The answer must consist of every line below that holds the word "Serialize".

▸ **Collection entries**:

----------

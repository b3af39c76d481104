//! User entity for database

use chrono::{DateTime, Utc};
use sea_orm::entity::prelude::*;
use serde::{Deserialize, Serialize};

/// User model
#[derive(Clone, Debug, PartialEq, DeriveEntityModel, Serialize, Deserialize)]
#[sea_orm(table_name = "users")]
pub struct Model {
    #[sea_orm(primary_key)]
    pub id: i32,
    pub name: String,
    #[sea_orm(unique)]
    pub email: String,
    pub latitude: f64,
    pub longitude: f64,
    pub city: Option<String>,
    pub created_at: DateTime<Utc>,
}

#[derive(Copy, Clone, Debug, EnumIter, DeriveRelation)]
pub enum Relation {}

impl ActiveModelBehavior for ActiveModel {}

----------

▸ **Output below**:
use serde::{Deserialize, Serialize};
#[derive(Clone, Debug, PartialEq, DeriveEntityModel, Serialize, Deserialize)]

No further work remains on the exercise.